An open throat technique may sound (Yes!) confusing and seem to be mysterious, but it is not. The concept itself comes from the Italian school of singing, specifically the literal translation of the phrase La Gola Operta. In short, it is a way of singing where pharyngeal space increases and the ventricular vocal folds retract to maximize the resonating space in the vocal tract.
So-called “opening the throat” approach needs to raise the soft palate, lowering the larynx, and taking perfect positions of the articulators such as the tongue, lips, and, of course, our jaw. The main goal of this technique is the sensation of loose and passivity in our throat area. And that is precisely a recipe for good singing. And also, it is a useful and practical way to avoid constrictions, tensions, and tightness. Many vocalists admit that this way of singing helps them to produce a rich, pure, and warm tone. Furthermore, it brings them freedom from any cramps or shrinks.
Hi, I’m Ron Anderson. When I was making a vocal change from baritone to tenor, my maestro, who I studied with every day, actually had me saying that the „E” is poisonous to the voice. Well, it is the spine of the voice but the dotted E when we come out with „eat”, we get caught. So, when we’re going into the top registration we’re gonna move the voice across the roof of the mouth and modify the E into an a. So, it’s gonna be an „ee-ay”. And when you hear it „eeee-aaaayyyy”, otherwise you go „eeeee” and you get caught. So, move it to the back of the head and yawn lowering the larynx. Have a good day. Practice it, it works.
Open throat or, actually, no throat at all?
Although this method remains controversial among vocal teachers, there is quite a lot of people who utilize it in their singing. As long as we are intrigued by the fresh approach to our vocals, we can at least try it out. Like everything in this industry, the most important is the proper posture and breathing. As always, the foundation is the key. Then, we have to breathe using the diaphragm and satisfying support.

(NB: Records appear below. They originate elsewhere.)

use std::fmt;
use std::str::FromStr;
use std::sync::Arc;
use std::time::{Duration, Instant};

/// Caller-assigned task identifier.
pub type TaskId = u64;

/// Static task priority. Higher numeric value = more urgent.
pub type Priority = i32;

/// Work invoked once per dispatched activation, with the owning task's id.
pub type TaskWork = Arc<dyn Fn(TaskId) + Send + Sync>;

/// Error returned synchronously by task registration.
#[derive(Debug, Clone, PartialEq, Eq, thiserror::Error)]
pub enum RegistrationError {
    #[error("Task {0} is already registered")]
    DuplicateId(TaskId),
    #[error("Task {id}: period must be positive")]
    NonPositivePeriod { id: TaskId },
    #[error("Task {id}: period is too large to schedule")]
    PeriodOutOfRange { id: TaskId },
    #[error("Task {id}: execution cost must not be negative")]
    NegativeExecutionCost { id: TaskId },
    #[error("Invalid task definition '{input}': {reason}")]
    InvalidDefinition { input: String, reason: String },
}

/// Error type for scheduler lifecycle operations.
#[derive(Debug, thiserror::Error)]
pub enum SchedulerError {
    #[error(transparent)]
    Registration(#[from] RegistrationError),
    #[error("Failed to spawn scheduler thread: {0}")]
    Spawn(#[source] std::io::Error),
}

/// Static parameters of a periodic task, without its work.
#[derive(Debug, Clone, Copy, PartialEq, Eq)]
pub struct TaskDefinition {
    pub id: TaskId,
    pub priority: Priority,
    pub period: Duration,
    pub execution_cost: Duration,
}

impl TaskDefinition {
    /// Build a definition from signed millisecond values, rejecting
    /// non-positive periods and negative costs.
    pub fn from_millis(
        id: TaskId,
        priority: Priority,
        period_ms: i64,
        cost_ms: i64,
    ) -> Result<Self, RegistrationError> {
        if period_ms <= 0 {
            return Err(RegistrationError::NonPositivePeriod { id });
        }
        if cost_ms < 0 {
            return Err(RegistrationError::NegativeExecutionCost { id });
        }
        Ok(Self {
            id,
            priority,
            period: Duration::from_millis(period_ms as u64),
            execution_cost: Duration::from_millis(cost_ms as u64),
        })
    }

    pub fn validate(&self) -> Result<(), RegistrationError> {
        if self.period.is_zero() {
            return Err(RegistrationError::NonPositivePeriod { id: self.id });
        }
        Ok(())
    }
}

/// Parses `id:priority:period_ms:cost_ms`, e.g. `3:3:500:100`.
impl FromStr for TaskDefinition {
    type Err = RegistrationError;

    fn from_str(s: &str) -> Result<Self, Self::Err> {
        let invalid = |reason: &str| RegistrationError::InvalidDefinition {
            input: s.to_string(),
            reason: reason.to_string(),
        };

        let parts: Vec<&str> = s.split(':').map(str::trim).collect();
        if parts.len() != 4 {
            return Err(invalid("expected id:priority:period_ms:cost_ms"));
        }

        let id: TaskId = parts[0].parse().map_err(|_| invalid("bad id"))?;
        let priority: Priority = parts[1].parse().map_err(|_| invalid("bad priority"))?;
        let period_ms: i64 = parts[2].parse().map_err(|_| invalid("bad period"))?;
        let cost_ms: i64 = parts[3].parse().map_err(|_| invalid("bad execution cost"))?;

        Self::from_millis(id, priority, period_ms, cost_ms)
    }
}

impl fmt::Display for TaskDefinition {
    fn fmt(&self, f: &mut fmt::Formatter<'_>) -> fmt::Result {
        write!(
            f,
            "{}:{}:{}:{}",
            self.id,
            self.priority,
            self.period.as_millis(),
            self.execution_cost.as_millis()
        )
    }
}

/// A registered periodic task plus its scheduling bookkeeping.
pub(crate) struct Task {
    pub(crate) def: TaskDefinition,
    pub(crate) work: TaskWork,
    /// Baseline the deadline sequence is counted from.
    pub(crate) registered_at: Instant,
    pub(crate) next_deadline: Instant,
    /// Number of detected activations so far.
    pub(crate) activations: u64,
    /// An activation is queued and has not been dispatched yet.
    pub(crate) pending: bool,
    /// The next deadline is not representable; the task never activates again.
    pub(crate) exhausted: bool,
}

impl Task {
    pub(crate) fn new(def: TaskDefinition, work: TaskWork, now: Instant) -> Self {
        Self {
            def,
            work,
            registered_at: now,
            next_deadline: now,
            activations: 0,
            pending: false,
            exhausted: false,
        }
    }

    /// Record one activation and move the deadline forward by exactly one
    /// period. Returns the deadline the activation was detected at, or `None`
    /// (marking the task exhausted) when the following deadline would
    /// overflow `Instant`.
    pub(crate) fn advance(&mut self) -> Option<Instant> {
        let Some(next) = self.next_deadline.checked_add(self.def.period) else {
            self.exhausted = true;
            return None;
        };
        let activated_at = self.next_deadline;
        self.next_deadline = next;
        self.activations += 1;
        Some(activated_at)
    }

    /// Move the baseline of a never-activated task forward to `at`.
    pub(crate) fn rebase(&mut self, at: Instant) {
        if self.activations == 0 && self.registered_at < at {
            self.registered_at = at;
            self.next_deadline = at;
        }
    }
}

impl fmt::Debug for Task {
    fn fmt(&self, f: &mut fmt::Formatter<'_>) -> fmt::Result {
        f.debug_struct("Task")
            .field("def", &self.def)
            .field("next_deadline", &self.next_deadline)
            .field("activations", &self.activations)
            .field("pending", &self.pending)
            .field("exhausted", &self.exhausted)
            .finish_non_exhaustive()
    }
}

#[cfg(test)]
mod tests {
    use super::*;

    fn noop() -> TaskWork {
        Arc::new(|_: TaskId| {})
    }

    #[test]
    fn parse_definition() {
        let def: TaskDefinition = "3:3:500:100".parse().unwrap();
        assert_eq!(def.id, 3);
        assert_eq!(def.priority, 3);
        assert_eq!(def.period, Duration::from_millis(500));
        assert_eq!(def.execution_cost, Duration::from_millis(100));
        assert_eq!(def.to_string(), "3:3:500:100");
    }

    #[test]
    fn parse_rejects_malformed_input() {
        assert!(matches!(
            "1:2:3".parse::<TaskDefinition>(),
            Err(RegistrationError::InvalidDefinition { .. })
        ));
        assert!(matches!(
            "x:2:3:4".parse::<TaskDefinition>(),
            Err(RegistrationError::InvalidDefinition { .. })
        ));
    }

    #[test]
    fn negative_values_rejected() {
        assert_eq!(
            TaskDefinition::from_millis(7, 1, 0, 10),
            Err(RegistrationError::NonPositivePeriod { id: 7 })
        );
        assert_eq!(
            TaskDefinition::from_millis(7, 1, -5, 10),
            Err(RegistrationError::NonPositivePeriod { id: 7 })
        );
        assert_eq!(
            "7:1:100:-1".parse::<TaskDefinition>(),
            Err(RegistrationError::NegativeExecutionCost { id: 7 })
        );
    }

    #[test]
    fn zero_cost_is_allowed() {
        let def = TaskDefinition::from_millis(1, 0, 10, 0).unwrap();
        assert!(def.execution_cost.is_zero());
        assert!(def.validate().is_ok());
    }

    #[test]
    fn advance_moves_one_period_per_activation() {
        let def = TaskDefinition::from_millis(1, 0, 100, 0).unwrap();
        let base = Instant::now();
        let mut task = Task::new(def, noop(), base);

        assert_eq!(task.advance(), Some(base));
        assert_eq!(task.advance(), Some(base + Duration::from_millis(100)));
        assert_eq!(task.next_deadline, base + Duration::from_millis(200));
        assert_eq!(task.activations, 2);
    }

    #[test]
    fn rebase_only_touches_unactivated_tasks() {
        let def = TaskDefinition::from_millis(1, 0, 100, 0).unwrap();
        let base = Instant::now();
        let later = base + Duration::from_millis(50);

        let mut fresh = Task::new(def, noop(), base);
        fresh.rebase(later);
        assert_eq!(fresh.next_deadline, later);

        let mut active = Task::new(def, noop(), base);
        active.advance();
        active.rebase(later);
        assert_eq!(active.next_deadline, base + Duration::from_millis(100));
    }

    #[test]
    fn advance_stops_at_unrepresentable_deadline() {
        let base = Instant::now();
        // Largest power-of-two period with `base + period` representable but
        // `base + 2 * period` not.
        let mut period = Duration::from_secs(1);
        while let Some(next) = period
            .checked_mul(2)
            .filter(|p| base.checked_add(*p).is_some())
        {
            period = next;
        }
        let def = TaskDefinition {
            id: 1,
            priority: 0,
            period,
            execution_cost: Duration::ZERO,
        };
        let mut task = Task::new(def, noop(), base);

        assert_eq!(task.advance(), Some(base));
        assert!(!task.exhausted);
        assert_eq!(task.advance(), None);
        assert!(task.exhausted);
        assert_eq!(task.activations, 1);
        assert_eq!(task.next_deadline, base + period);
    }
}
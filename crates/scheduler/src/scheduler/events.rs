//! Observable scheduler events and the sinks that consume them.

use std::io::Write;
use std::sync::{Mutex, PoisonError};

use cadence_core::time::format_time;
use chrono::{DateTime, Utc};
use serde::Serialize;
use tracing::{debug, info, warn};

use super::task::TaskId;

/// One observable occurrence in the scheduler's life.
#[derive(Debug, Clone, PartialEq, Eq, Serialize)]
#[serde(tag = "event")]
pub enum SchedulerEvent {
    TaskRegistered { id: TaskId },
    TaskReady { id: TaskId, at: DateTime<Utc> },
    TaskExecuting { id: TaskId, at: DateTime<Utc> },
    TaskCompletedOnTime { id: TaskId, at: DateTime<Utc> },
    TaskDeadlineMissed { id: TaskId, at: DateTime<Utc> },
    SchedulerStarted { at: DateTime<Utc> },
    SchedulerStopped { at: DateTime<Utc> },
}

impl SchedulerEvent {
    /// Task the event refers to, if any.
    pub fn task_id(&self) -> Option<TaskId> {
        match self {
            Self::TaskRegistered { id }
            | Self::TaskReady { id, .. }
            | Self::TaskExecuting { id, .. }
            | Self::TaskCompletedOnTime { id, .. }
            | Self::TaskDeadlineMissed { id, .. } => Some(*id),
            Self::SchedulerStarted { .. } | Self::SchedulerStopped { .. } => None,
        }
    }
}

/// Receives scheduler events.
///
/// Sinks may be called while the scheduler's internal lock is held and must
/// not call back into the scheduler.
pub trait EventSink: Send + Sync {
    fn emit(&self, event: &SchedulerEvent);
}

/// Reports events as structured `tracing` records.
#[derive(Debug, Default, Clone, Copy)]
pub struct TracingSink;

impl EventSink for TracingSink {
    fn emit(&self, event: &SchedulerEvent) {
        match event {
            SchedulerEvent::TaskRegistered { id } => info!(task_id = id, "task registered"),
            SchedulerEvent::TaskReady { id, at } => {
                debug!(task_id = id, at = %format_time(*at), "task ready")
            }
            SchedulerEvent::TaskExecuting { id, at } => {
                debug!(task_id = id, at = %format_time(*at), "task executing")
            }
            SchedulerEvent::TaskCompletedOnTime { id, at } => {
                debug!(task_id = id, at = %format_time(*at), "task completed")
            }
            SchedulerEvent::TaskDeadlineMissed { id, at } => {
                warn!(task_id = id, at = %format_time(*at), "task missed deadline")
            }
            SchedulerEvent::SchedulerStarted { at } => {
                info!(at = %format_time(*at), "scheduler started")
            }
            SchedulerEvent::SchedulerStopped { at } => {
                info!(at = %format_time(*at), "scheduler stopped")
            }
        }
    }
}

/// Writes one JSON object per event, newline-delimited.
pub struct JsonLinesSink<W: Write + Send> {
    out: Mutex<W>,
}

impl<W: Write + Send> JsonLinesSink<W> {
    pub fn new(out: W) -> Self {
        Self {
            out: Mutex::new(out),
        }
    }

    pub fn into_inner(self) -> W {
        self.out.into_inner().unwrap_or_else(PoisonError::into_inner)
    }
}

impl<W: Write + Send> EventSink for JsonLinesSink<W> {
    fn emit(&self, event: &SchedulerEvent) {
        let line = match serde_json::to_string(event) {
            Ok(line) => line,
            Err(e) => {
                warn!(error = %e, "failed to serialize scheduler event");
                return;
            }
        };
        let mut out = self.out.lock().unwrap_or_else(PoisonError::into_inner);
        if let Err(e) = writeln!(out, "{}", line).and_then(|_| out.flush()) {
            warn!(error = %e, "failed to write scheduler event");
        }
    }
}

/// Keeps every event in memory, in emission order.
#[derive(Debug, Default)]
pub struct RecordingSink {
    events: Mutex<Vec<SchedulerEvent>>,
}

impl RecordingSink {
    pub fn new() -> Self {
        Self::default()
    }

    /// Copy of all events recorded so far.
    pub fn events(&self) -> Vec<SchedulerEvent> {
        self.events
            .lock()
            .unwrap_or_else(PoisonError::into_inner)
            .clone()
    }

    /// Number of recorded events matching `pred`.
    pub fn count(&self, pred: impl Fn(&SchedulerEvent) -> bool) -> usize {
        self.events
            .lock()
            .unwrap_or_else(PoisonError::into_inner)
            .iter()
            .filter(|e| pred(e))
            .count()
    }

    /// Task ids in the order they started executing.
    pub fn execution_order(&self) -> Vec<TaskId> {
        self.events
            .lock()
            .unwrap_or_else(PoisonError::into_inner)
            .iter()
            .filter_map(|e| match e {
                SchedulerEvent::TaskExecuting { id, .. } => Some(*id),
                _ => None,
            })
            .collect()
    }
}

impl EventSink for RecordingSink {
    fn emit(&self, event: &SchedulerEvent) {
        self.events
            .lock()
            .unwrap_or_else(PoisonError::into_inner)
            .push(event.clone());
    }
}
use cadence_core::config::{env_or, env_parse};
use serde::{Deserialize, Serialize};

/// Lifecycle phase of the scheduler loop.
#[derive(Debug, Clone, Copy, PartialEq, Eq, Serialize, Deserialize)]
pub enum LoopPhase {
    /// No control thread is running.
    Stopped,
    /// The control thread is scanning and dispatching.
    Running,
    /// `stop()` was requested; the loop exits after any in-flight execution.
    ShuttingDown,
}

/// Scheduler configuration.
#[derive(Debug, Clone, PartialEq, Eq, Serialize, Deserialize)]
pub struct SchedulerConfig {
    /// Name of the control thread.
    #[serde(default = "default_thread_name")]
    pub thread_name: String,
    /// Sleep for each task's execution cost after its work returns.
    #[serde(default = "default_simulate_cost")]
    pub simulate_execution_cost: bool,
}

fn default_thread_name() -> String { "cadence-scheduler".to_string() }
fn default_simulate_cost() -> bool { true }

impl Default for SchedulerConfig {
    fn default() -> Self {
        Self {
            thread_name: default_thread_name(),
            simulate_execution_cost: default_simulate_cost(),
        }
    }
}

impl SchedulerConfig {
    /// Build config from `CADENCE_*` environment variables
    /// (call `cadence_core::load_dotenv()` first).
    pub fn from_env() -> Self {
        Self {
            thread_name: env_or("CADENCE_THREAD_NAME", &default_thread_name()),
            simulate_execution_cost: env_parse("CADENCE_SIMULATE_COST", default_simulate_cost()),
        }
    }
}

#[cfg(test)]
mod tests {
    use super::*;

    #[test]
    fn scheduler_config_defaults() {
        let config = SchedulerConfig::default();
        assert_eq!(config.thread_name, "cadence-scheduler");
        assert!(config.simulate_execution_cost);
    }

    #[test]
    fn scheduler_config_serde_defaults() {
        let config: SchedulerConfig =
            serde_json::from_str(r#"{ "simulate_execution_cost": false }"#).unwrap();
        assert_eq!(config.thread_name, "cadence-scheduler");
        assert!(!config.simulate_execution_cost);
    }
}
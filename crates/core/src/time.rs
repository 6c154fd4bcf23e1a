//! Clock helpers used for human-readable reporting.
//!
//! Scheduling decisions are made on [`Instant`]; these helpers only translate
//! monotonic instants into wall-clock timestamps and render them.

use std::time::{Duration, Instant};

use chrono::{DateTime, Local, TimeDelta, Utc};

/// Map a monotonic instant onto the wall clock.
///
/// The mapping is an approximation anchored at the current moment, so it
/// shifts if the system clock is adjusted between two calls.
pub fn wall_clock(instant: Instant) -> DateTime<Utc> {
    let now_wall = Utc::now();
    let now_mono = Instant::now();
    if instant <= now_mono {
        now_wall - to_delta(now_mono - instant)
    } else {
        now_wall + to_delta(instant - now_mono)
    }
}

fn to_delta(d: Duration) -> TimeDelta {
    TimeDelta::from_std(d).unwrap_or(TimeDelta::zero())
}

/// Render a timestamp in local time as `YYYY-MM-DD HH:MM:SS.mmm`.
pub fn format_time(at: DateTime<Utc>) -> String {
    at.with_timezone(&Local)
        .format("%Y-%m-%d %H:%M:%S%.3f")
        .to_string()
}

/// Render a duration as `H:MM:SS.mmm`.
pub fn format_duration(d: Duration) -> String {
    let total_ms = d.as_millis();
    let hours = total_ms / 3_600_000;
    let minutes = (total_ms / 60_000) % 60;
    let seconds = (total_ms / 1_000) % 60;
    let millis = total_ms % 1_000;
    format!("{}:{:02}:{:02}.{:03}", hours, minutes, seconds, millis)
}
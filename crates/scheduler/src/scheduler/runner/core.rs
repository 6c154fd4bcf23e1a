use std::sync::{Arc, Condvar, Mutex, MutexGuard, PoisonError};
use std::thread::JoinHandle;
use std::time::{Duration, Instant};

use crate::scheduler::events::{EventSink, SchedulerEvent, TracingSink};
use crate::scheduler::metrics::SchedulerMetrics;
use crate::scheduler::registry::{TaskHandle, TaskRegistry, TaskSnapshot};
use crate::scheduler::selector::ReadyQueue;
use crate::scheduler::task::{Priority, RegistrationError, TaskDefinition, TaskId, TaskWork};
use crate::scheduler::types::{LoopPhase, SchedulerConfig};

/// Everything guarded by the scheduler's single lock.
pub(super) struct Inner {
    pub(super) registry: TaskRegistry,
    pub(super) ready: ReadyQueue,
    pub(super) phase: LoopPhase,
    /// Set by registrations; cleared by the loop at the top of each scan.
    pub(super) wake_pending: bool,
    pub(super) metrics: SchedulerMetrics,
    pub(super) worker: Option<JoinHandle<()>>,
}

/// State shared between the control surface and the control thread.
pub(super) struct Shared {
    pub(super) config: SchedulerConfig,
    pub(super) inner: Mutex<Inner>,
    /// Wakes the loop (new task, shutdown) and `stop()` waiters.
    pub(super) signal: Condvar,
    pub(super) sink: Arc<dyn EventSink>,
}

impl Shared {
    pub(super) fn lock(&self) -> MutexGuard<'_, Inner> {
        self.inner.lock().unwrap_or_else(PoisonError::into_inner)
    }

    pub(super) fn emit(&self, event: SchedulerEvent) {
        self.sink.emit(&event);
    }
}

/// Single-server periodic task scheduler.
///
/// Tasks run one at a time on a dedicated control thread, earliest deadline
/// first with priority as the tie-break. All methods take `&self`, so the
/// scheduler can be shared across threads behind an `Arc`.
pub struct Scheduler {
    pub(super) shared: Arc<Shared>,
}

impl Scheduler {
    /// Create a stopped scheduler that reports events through `tracing`.
    pub fn new(config: SchedulerConfig) -> Self {
        Self::with_sink(config, Arc::new(TracingSink))
    }

    /// Create a stopped scheduler that reports events to `sink`.
    pub fn with_sink(config: SchedulerConfig, sink: Arc<dyn EventSink>) -> Self {
        Self {
            shared: Arc::new(Shared {
                config,
                inner: Mutex::new(Inner {
                    registry: TaskRegistry::new(),
                    ready: ReadyQueue::new(),
                    phase: LoopPhase::Stopped,
                    wake_pending: false,
                    metrics: SchedulerMetrics::default(),
                    worker: None,
                }),
                signal: Condvar::new(),
                sink,
            }),
        }
    }

    /// Register a periodic task. It becomes ready immediately.
    pub fn add_task<F>(
        &self,
        id: TaskId,
        priority: Priority,
        period: Duration,
        execution_cost: Duration,
        work: F,
    ) -> Result<TaskHandle, RegistrationError>
    where
        F: Fn(TaskId) + Send + Sync + 'static,
    {
        let def = TaskDefinition {
            id,
            priority,
            period,
            execution_cost,
        };
        self.register(def, Arc::new(work))
    }

    /// Register a task from a prepared definition and shared work.
    pub fn register(
        &self,
        def: TaskDefinition,
        work: TaskWork,
    ) -> Result<TaskHandle, RegistrationError> {
        let mut inner = self.shared.lock();
        let handle = inner.registry.register(def, work, Instant::now())?;
        inner.wake_pending = true;
        self.shared.emit(SchedulerEvent::TaskRegistered { id: def.id });
        drop(inner);
        self.shared.signal.notify_all();
        Ok(handle)
    }

    pub fn phase(&self) -> LoopPhase {
        self.shared.lock().phase
    }

    pub fn config(&self) -> &SchedulerConfig {
        &self.shared.config
    }

    /// Snapshot of every registered task, in registration order.
    pub fn tasks(&self) -> Vec<TaskSnapshot> {
        self.shared.lock().registry.snapshot()
    }

    /// Get a snapshot of the current scheduler metrics.
    pub fn metrics(&self) -> SchedulerMetrics {
        self.shared.lock().metrics.clone()
    }
}

impl Default for Scheduler {
    fn default() -> Self {
        Self::new(SchedulerConfig::default())
    }
}

impl Drop for Scheduler {
    fn drop(&mut self) {
        self.stop();
    }
}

The crucial thing here is to control our breath through the extension of the diaphragm. And not of the rib and chest. This kind of foundation and support of our voice will create a specific and stable air column in our vocal box. Undoubtedly, it will help to make a powerful tone without necessary constrictions or force. Straightforwardly, it allows us to achieve more using relatively less. If we practice this method regularly, it becomes effortless and natural.
Open throat singing technique is not a “covering”
Frequently, this approach is being confused with the “covering” or “protection” concept. These methods are the exact opposite of singing straight out of the mouth but adding a simple adjustment of the head position. The open throat is something in every way else. More, it has absolutely nothing to do with covering. Athwart, it has everything to do with learning the “opening.” Precisely with the opening of your cavities through vowel modification for every anatomical release of air in your resonating cavities.
This approach does not need to cover the sound. Its purpose is to express it without any constrictions. If we learn this mechanic well, we will not need to consider how to protect our singing. Instead of this, we could learn how to shape all parts of our body to make them correctly project our sound. The cover is only a kind of shortcut and facilitation. The anatomical behavior is a clue to mastering the art of singing.